I've been having the same problem with my purple Special Effects dye. I've just been tying my hair back so my skin won't turn purple, and washing stuff with bleach and alcohol.


----------



## ruby_soho (Oct 17, 2006)

I never had any problems with Manic Panic or other dyes staining my tub when I rinsed the dye out. To prevent staining your skin just rub some lotion/vaseline around your hairline to prevent staining. They also sell stain removers at beauty supply stores if you do chance to get a big blob on your skin.


----------



## MarniMac (Oct 17, 2006)

Lol...I had the exact same problem when I put some hot pink lowlights in my hair. My tub is just now returning to is former whiteness...and I scrub it with soft scrub weekly! Honestly, the best advice I can give is to take your dye to a salon, where they can mess up their place and not yours.


----------



## thestarsfall (Oct 19, 2006)

The aftermidnight blue is evil.

Honestly, it looks like a murder scene (with blue blood i guess) whenever I shower.  Super pigmented...
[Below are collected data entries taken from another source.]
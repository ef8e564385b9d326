//! Paging configuration
//!
//! Plain numeric tunables with compiled defaults from [`crate::constants`].
//! Hosts build one in code or load a TOML fragment; every omitted key falls
//! back to its default.

use pageflow_contracts::surface::Easing;
use serde::{Deserialize, Serialize};
use std::path::{Path, PathBuf};
use std::time::Duration;
use thiserror::Error;

use crate::constants::{geometry, snap};

/// How a distance-based page offset that lands exactly between two pages is
/// rounded.
#[derive(Clone, Copy, Debug, Default, PartialEq, Eq, Serialize, Deserialize)]
#[serde(rename_all = "snake_case")]
pub enum TieBreak {
    /// Ties resolve in the direction the finger travelled (away from zero).
    #[default]
    TowardTravel,
    /// Ties always resolve toward the higher index.
    AlwaysUp,
}

impl TieBreak {
    /// Round a signed page count according to this policy.
    pub fn round(self, pages: f32) -> f32 {
        match self {
            TieBreak::TowardTravel => pages.round(),
            TieBreak::AlwaysUp => (pages + 0.5).floor(),
        }
    }
}

#[derive(Debug, Error)]
pub enum ConfigError {
    #[error("failed to read config file {path}")]
    Io {
        path: PathBuf,
        #[source]
        source: std::io::Error,
    },

    #[error("failed to parse paging config")]
    Parse(#[from] toml::de::Error),

    #[error("invalid value for `{field}`: {reason}")]
    Invalid { field: &'static str, reason: String },
}

#[derive(Clone, Debug, PartialEq, Serialize, Deserialize)]
#[serde(default)]
pub struct PagingConfig {
    /// Gap between cards; also the leading inset of the first card.
    pub gutter: f32,
    /// Page width = viewport width - `viewport_inset_gutters * gutter`.
    pub viewport_inset_gutters: f32,
    /// Fraction of a page width a drag must exceed to change page.
    pub crossing_fraction: f32,
    /// Enables the short-but-fast swipe heuristic.
    pub fast_swipe: bool,
    /// Speed (units/s) above which a short drag flips one page.
    pub swipe_speed_threshold: f32,
    pub tie_break: TieBreak,
    /// Loop flag used by pages that do not set their own.
    pub loop_by_default: bool,
    pub snap_duration_ms: u64,
    pub snap_easing: Easing,
}

impl Default for PagingConfig {
    fn default() -> Self {
        Self {
            gutter: geometry::GUTTER,
            viewport_inset_gutters: geometry::VIEWPORT_INSET_GUTTERS,
            crossing_fraction: snap::CROSSING_FRACTION,
            fast_swipe: true,
            swipe_speed_threshold: snap::SWIPE_SPEED_THRESHOLD,
            tie_break: TieBreak::default(),
            loop_by_default: false,
            snap_duration_ms: snap::DURATION_MS,
            snap_easing: Easing::EaseOut,
        }
    }
}

impl PagingConfig {
    pub fn from_toml_str(source: &str) -> Result<Self, ConfigError> {
        let config: PagingConfig = toml::from_str(source)?;
        config.validate()?;
        Ok(config)
    }

    pub fn load(path: impl AsRef<Path>) -> Result<Self, ConfigError> {
        let path = path.as_ref();
        let source =
            std::fs::read_to_string(path).map_err(|source| ConfigError::Io {
                path: path.to_path_buf(),
                source,
            })?;
        let config = Self::from_toml_str(&source)?;
        tracing::debug!(path = %path.display(), "loaded paging config");
        Ok(config)
    }

    pub fn validate(&self) -> Result<(), ConfigError> {
        if !(self.gutter.is_finite() && self.gutter >= 0.0) {
            return Err(invalid("gutter", "must be a finite value >= 0"));
        }
        if !(self.viewport_inset_gutters.is_finite()
            && self.viewport_inset_gutters >= 0.0)
        {
            return Err(invalid(
                "viewport_inset_gutters",
                "must be a finite value >= 0",
            ));
        }
        if !(self.crossing_fraction > 0.0 && self.crossing_fraction <= 1.0) {
            return Err(invalid("crossing_fraction", "must lie in (0, 1]"));
        }
        if !(self.swipe_speed_threshold.is_finite()
            && self.swipe_speed_threshold >= 0.0)
        {
            return Err(invalid(
                "swipe_speed_threshold",
                "must be a finite value >= 0",
            ));
        }
        if self.snap_duration_ms == 0 {
            return Err(invalid("snap_duration_ms", "must be non-zero"));
        }
        Ok(())
    }

    pub fn snap_duration(&self) -> Duration {
        Duration::from_millis(self.snap_duration_ms)
    }
}

fn invalid(field: &'static str, reason: &str) -> ConfigError {
    ConfigError::Invalid {
        field,
        reason: reason.to_string(),
    }
}

#[cfg(test)]
mod tests {
    use super::*;
    use std::io::Write;

    #[test]
    fn partial_toml_keeps_defaults() {
        let config = PagingConfig::from_toml_str(
            "swipe_speed_threshold = 450.0\ntie_break = \"always_up\"\n",
        )
        .expect("valid config");

        assert_eq!(config.swipe_speed_threshold, 450.0);
        assert_eq!(config.tie_break, TieBreak::AlwaysUp);
        assert_eq!(config.gutter, geometry::GUTTER);
        assert_eq!(config.snap_easing, Easing::EaseOut);
    }

    #[test]
    fn rejects_out_of_range_fraction() {
        let err = PagingConfig::from_toml_str("crossing_fraction = 1.5")
            .expect_err("fraction above one");
        assert!(matches!(
            err,
            ConfigError::Invalid {
                field: "crossing_fraction",
                ..
            }
        ));
    }

    #[test]
    fn rejects_zero_duration() {
        let err = PagingConfig::from_toml_str("snap_duration_ms = 0")
            .expect_err("zero duration");
        assert!(err.to_string().contains("snap_duration_ms"));
    }

    #[test]
    fn loads_from_file() {
        let mut file = tempfile::NamedTempFile::new().expect("temp file");
        writeln!(file, "loop_by_default = true\ngutter = 12.0").expect("write");

        let config = PagingConfig::load(file.path()).expect("load");
        assert!(config.loop_by_default);
        assert_eq!(config.gutter, 12.0);
    }

    #[test]
    fn missing_file_is_io_error() {
        let err = PagingConfig::load("/definitely/not/here/paging.toml")
            .expect_err("missing file");
        assert!(matches!(err, ConfigError::Io { .. }));
    }

    #[test]
    fn tie_break_differs_only_on_negative_ties() {
        assert_eq!(TieBreak::TowardTravel.round(1.5), 2.0);
        assert_eq!(TieBreak::AlwaysUp.round(1.5), 2.0);
        assert_eq!(TieBreak::TowardTravel.round(-1.5), -2.0);
        assert_eq!(TieBreak::AlwaysUp.round(-1.5), -1.0);
        assert_eq!(TieBreak::AlwaysUp.round(-1.4), -1.0);
        assert_eq!(TieBreak::AlwaysUp.round(-1.6), -2.0);
    }
}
I like the washing outside with a hose to rinse off the hairdye idea though..

I'll try that sometime (although the next dye job in the future is in like March..so...cold)

My major problem with Manic Panic is it doesnt come out ever.  It fades, and then to get rid of it I have to dye over it as bleach does nothing to it.


----------



## DaizyDeath (Oct 19, 2006)

bleach will get rid of manic panic almost instantly  just use thier like of bleach.


----------



## thestarsfall (Oct 19, 2006)

Quote:

   Originally Posted by *DaizyDeath* 

 
_bleach will get rid of manic panic almost instantly  just use thier like of bleach._

 
Do you mean like from the hair? Cuz, Their bleach shouldnt be much different than other bleaching powders/peroxides, and I have made my own bleach (using bleach powder and 30 Volume peroxide) and Bleached my hair with it...it gets my brown hair to a light yellow quite nicely but it does barely anything on the manic panic that I had in in streaks (I wanted to do my whole head blue rather than just streaks)

And Ive had that problem before with pink, but then when I dyed it to a maroonish brown using Garnier 100% it first like took the pink out and then developed into a maroon


----------